Fit in my 40s: this ballet-disco mashup will keep you on your toes

There is something deeply nostalgic about these exercises invented by dancers of the last century
  
  

Leg with pink starry boot on over a barre
‘The aim is to become like a rock.’ Photograph: Kellie French/The Guardian. Leggings: My Gym Wardrobe Photograph: Kellie French/The Guardian

Disco Barre is like the craft beer of cardio. Sophie Ritchie opened her east London venue in 2019, when opening a studio with ballet barres and a mission to rediscover the fitness crazes of the past must have seemed like a perfectly legit business plan. What could possibly go wrong? I watch the videos now, Ritchie alone in her studio, with its zany lighting and mirrored walls, and experience it as a masochistic self-taunt. I just want to be in a fancy room with sprung floors and a bunch of women with better hair than me.

In fact, online Disco Barre has its upsides. Some of its influences date back to the 60s and Lotte Berk, a German contemporary dancer. Ritchie learned the Lotte Berk technique via Berk’s 85-year-old daughter, Esther Fairfax – who has been running classes for 47 years – and now teaches these classes herself as well as Disco Barre. If you were alive in the 80s, you will recognise elements of it from that fitness culture. There’s a lot of pelvic floor gyration, tucking in your tail, untucking it, doing the same on tiptoes, then again with a handweight; the emphasis is on minuscule, repetitive movements, or sometimes large, repetitive moments. Everything that looks easy is much harder, and everything that looks hard is impossible. You don’t want to be around well-coiffed people in these circumstances, so I’m glad of the privacy of my own home – even if it means I have to move the sofa to use it as a barre.

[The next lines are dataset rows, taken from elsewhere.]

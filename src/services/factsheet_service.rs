use base64::engine::general_purpose::STANDARD;
use base64::Engine;
use tracing::{error, info, info_span, warn};
use uuid::Uuid;

use crate::config::FactsheetConfig;
use crate::errors::FactsheetError;
use crate::models::{ChartSet, FactsheetInput, FactsheetPreview};
use crate::services::chart_service::{render_performance_chart, render_sector_chart};
use crate::services::document_service::{check_logo_format, compose_document};
use crate::services::input_service::extract_input;
use crate::services::table_service::load_table;

pub const FACTSHEET_FILE_NAME: &str = "factsheet.pdf";
pub const FACTSHEET_CONTENT_TYPE: &str = "application/pdf";

/// A finished factsheet ready to be offered for download.
#[derive(Debug)]
pub struct GeneratedFactsheet {
    pub bytes: Vec<u8>,
    pub file_name: &'static str,
    pub content_type: &'static str,
}

/// Runs the whole pipeline: load, validate, chart, compose.
///
/// Either a complete PDF comes back or an error naming the failing step;
/// chart images never outlive the call.
pub fn generate_factsheet(
    csv: &[u8],
    logo: Option<&[u8]>,
    config: &FactsheetConfig,
) -> Result<GeneratedFactsheet, FactsheetError> {
    let span = info_span!("factsheet", request_id = %Uuid::new_v4());
    let _guard = span.enter();

    let result = (|| {
        let input = read_input(csv, config)?;
        let charts = render_charts(&input, config)?;
        compose_document(&input, charts, logo, &config.document)
    })();

    match result {
        Ok(bytes) => {
            info!("✅ Generated factsheet ({} bytes)", bytes.len());
            Ok(GeneratedFactsheet {
                bytes,
                file_name: FACTSHEET_FILE_NAME,
                content_type: FACTSHEET_CONTENT_TYPE,
            })
        }
        Err(e) => {
            error!("❌ Factsheet {} failed: {}", e.step(), e);
            Err(e)
        }
    }
}

/// Loads and validates the upload and renders its charts without composing
/// the PDF, so the caller can show what the factsheet will contain.
pub fn preview_factsheet(
    csv: &[u8],
    logo: Option<&[u8]>,
    config: &FactsheetConfig,
) -> Result<FactsheetPreview, FactsheetError> {
    let span = info_span!("preview", request_id = %Uuid::new_v4());
    let _guard = span.enter();

    if let Some(bytes) = logo {
        check_logo_format(bytes)?;
    }

    let table = load_table(csv)?;
    let input = extract_input(&table, &config.schema)?;
    let ChartSet { performance, sectors } = render_charts(&input, config)?;

    info!(
        "👀 Previewed {} rows, {} series, {} sectors",
        table.row_count(),
        input.performance.len(),
        input.sectors.sectors.len()
    );

    Ok(FactsheetPreview {
        table,
        input,
        performance_chart: performance.map(|chart| STANDARD.encode(chart.png)),
        sector_chart: sectors.map(|chart| STANDARD.encode(chart.png)),
        has_logo: logo.is_some(),
    })
}

fn read_input(csv: &[u8], config: &FactsheetConfig) -> Result<FactsheetInput, FactsheetError> {
    let table = load_table(csv)?;
    info!("📄 Loaded table: {} columns, {} rows", table.headers.len(), table.row_count());
    extract_input(&table, &config.schema)
}

/// Renders the performance chart when there is performance data and the
/// sector chart when there are sector weights.
pub fn render_charts(input: &FactsheetInput, config: &FactsheetConfig) -> Result<ChartSet, FactsheetError> {
    let performance = if input.has_performance() {
        Some(render_performance_chart(&input.performance, &config.line_chart)?)
    } else {
        warn!("⚠️ No performance data; the chart is left out");
        None
    };

    let sectors = if input.sectors.is_empty() {
        None
    } else {
        Some(render_sector_chart(&input.sectors, &config.pie_chart)?)
    };

    Ok(ChartSet { performance, sectors })
}
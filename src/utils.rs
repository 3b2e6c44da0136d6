use crate::errors::FactsheetError;

/// Parses a percentage cell such as `"-1.85%"` or `"8.49"` into `-1.85` / `8.49`.
///
/// `column` and `row` (1-based data row) identify the cell in the error.
pub fn parse_percentage(value: &str, column: &str, row: usize) -> Result<f64, FactsheetError> {
    let cleaned = value.trim();
    let cleaned = cleaned.strip_suffix('%').unwrap_or(cleaned).trim();

    cleaned
        .parse::<f64>()
        .ok()
        .filter(|v| v.is_finite())
        .ok_or_else(|| FactsheetError::NumericFormat {
            column: column.to_string(),
            row,
            value: value.to_string(),
        })
}

/// Parses a monetary amount, ignoring currency symbols, spaces and thousands separators.
pub fn parse_amount(value: &str, column: &str, row: usize) -> Result<f64, FactsheetError> {
    let cleaned: String = value
        .chars()
        .filter(|c| c.is_ascii_digit() || *c == '.' || *c == '-')
        .collect();

    cleaned
        .parse::<f64>()
        .ok()
        .filter(|v| v.is_finite())
        .ok_or_else(|| FactsheetError::NumericFormat {
            column: column.to_string(),
            row,
            value: value.to_string(),
        })
}

/// Formats a percentage without trailing zeros: `1.5` -> `"1.5%"`, `-4.09` -> `"-4.09%"`.
pub fn format_percentage(value: f64) -> String {
    let rounded = format!("{:.2}", value);
    let trimmed = rounded.trim_end_matches('0').trim_end_matches('.');
    let trimmed = if trimmed == "-0" { "0" } else { trimmed };
    format!("{}%", trimmed)
}

/// Formats an amount with thousands separators and two decimals.
pub fn format_amount(value: f64) -> String {
    let formatted = format!("{:.2}", value.abs());
    let (whole, fraction) = formatted.split_once('.').unwrap_or((&formatted, "00"));

    let mut grouped = String::with_capacity(whole.len() + whole.len() / 3);
    for (i, ch) in whole.chars().enumerate() {
        if i > 0 && (whole.len() - i) % 3 == 0 {
            grouped.push(',');
        }
        grouped.push(ch);
    }

    let sign = if value < 0.0 { "-" } else { "" };
    format!("{}{}.{}", sign, grouped, fraction)
}

/// Returns `None` for blank cells, the trimmed text otherwise.
pub fn non_empty(value: &str) -> Option<String> {
    let trimmed = value.trim();
    if trimmed.is_empty() {
        None
    } else {
        Some(trimmed.to_string())
    }
}

#[cfg(test)]
mod tests {
    use super::*;

    #[test]
    fn test_parse_percentage_with_suffix() {
        assert_eq!(parse_percentage("-1.85%", "Jan", 1).unwrap(), -1.85);
        assert_eq!(parse_percentage(" 0.94 % ", "Feb", 1).unwrap(), 0.94);
    }

    #[test]
    fn test_parse_percentage_plain_number() {
        assert_eq!(parse_percentage("8.49", "Mar", 1).unwrap(), 8.49);
    }

    #[test]
    fn test_parse_percentage_rejects_text() {
        let err = parse_percentage("N/A", "Portfolio Performance (Apr)", 3).unwrap_err();
        assert_eq!(
            err,
            FactsheetError::NumericFormat {
                column: "Portfolio Performance (Apr)".into(),
                row: 3,
                value: "N/A".into(),
            }
        );
    }

    #[test]
    fn test_parse_percentage_rejects_empty_and_nan() {
        assert!(parse_percentage("", "Jan", 1).is_err());
        assert!(parse_percentage("%", "Jan", 1).is_err());
        assert!(parse_percentage("NaN", "Jan", 1).is_err());
    }

    #[test]
    fn test_parse_amount_strips_currency() {
        assert_eq!(parse_amount("R 1,250,000", "AUM", 1).unwrap(), 1_250_000.0);
        assert_eq!(parse_amount("$980.50", "AUM", 1).unwrap(), 980.5);
        assert!(parse_amount("unknown", "AUM", 1).is_err());
    }

    #[test]
    fn test_format_percentage() {
        assert_eq!(format_percentage(1.5), "1.5%");
        assert_eq!(format_percentage(-4.09), "-4.09%");
        assert_eq!(format_percentage(8.0), "8%");
        assert_eq!(format_percentage(-0.001), "0%");
    }

    #[test]
    fn test_format_amount_groups_thousands() {
        assert_eq!(format_amount(1_250_000.0), "1,250,000.00");
        assert_eq!(format_amount(999.5), "999.50");
        assert_eq!(format_amount(-12_345.678), "-12,345.68");
    }
}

There is something deeply nostalgic about these exercises invented by dancers of the last century: often they were trying to solve three problems at once: athletic injury, maintaining aesthetic perfection and the whole world of sex and mortality contained within the phrase “pelvic floor”. There’s a tight focus on specific muscle groups, and the aim is to become like a rock, one muscle at a time. You have to buy into the athlete’s conception of your body as a machine, infinitely responsive to inputs and outputs. Either that, or just do as you’re told.

The routines are often long, discipline being a dancer’s watchword. Ritchie’s last video was 63 minutes, which I had to do in two parts (though I did move the sofa back and forth both times for that additional arm workout). If “disco” makes you think of raw abandon, you can forget that: the soundtrack is more funk, and you cannot throw yourself around.

After one session, I could already feel a certain novel tautness around my sides; if you never exercise, this will be true of any new thing, but as someone accustomed to trying stuff out, it’s quite unusual. However, there’s no point doing it just once. It’s not completely uncharted territory, but it is idiosyncratic, and you waste a lot of concentration at the start trying to figure out which muscle is supposed to be hurting. Any time you lose your mojo, just look up the original Lotte Berk routines on YouTube. It’s like being hypnotised.

What I learned
When Lotte Berk created Disco Barre in the 60s, she had other goals beyond fitness: poise, joy, sexual pleasure.

Three online dance workouts for beginners

• The Mamma Mia Dance workout won’t just give you a physical workout, but an emotional lift, too, thanks to the glorious Abba tunes (they’re not the originals, probably for copyright reasons, but they’re good enough). Part 1 is 20 minutes of easy-to-follow moves that work the arms and legs; they’re relatively static, so you don’t have to break a sweat running or jumping. A countdown clock in the corner of the screen tells you how long you have left on each move, and the workout ends with gentle stretching to The Winner Takes It All.

At Your Beat, the diverse, inclusive London dance studio, specialises in upbeat, high-energy workouts of every conceivable genre: jazz, K-pop, twerking, Afrobeat, Latin, even Broadway tunes. With fast and stylish choreography, 45-minute classes (nicknamed At Your Gaff) are livestreamed through classpass.com. Start with the beginners’ sessions as these are complex moves.

• You can very much choose your poison with Disney Hiit workouts (youtube.com). There are family-friendly medleys full of Jungle Book hits, but as a grown adult, you’ll want something from the High School Musical franchise. The choreography is like an atomic reaction between an MTV backing video, an aerobics class and an Icelandic hot spring. They tell you to smile a lot; and the ones that don’t, role-model with intense smiling. You should decide in advance how you feel about this, as it may ruin your workout if you keep noticing it.

• This article was amended on 17 March 2021 to clarify the distinction between Disco Barre and the Lotte Berk technique, and to make clear that Ritchie opened her east London studio in 2019 – Disco Barre itself was launched some years earlier.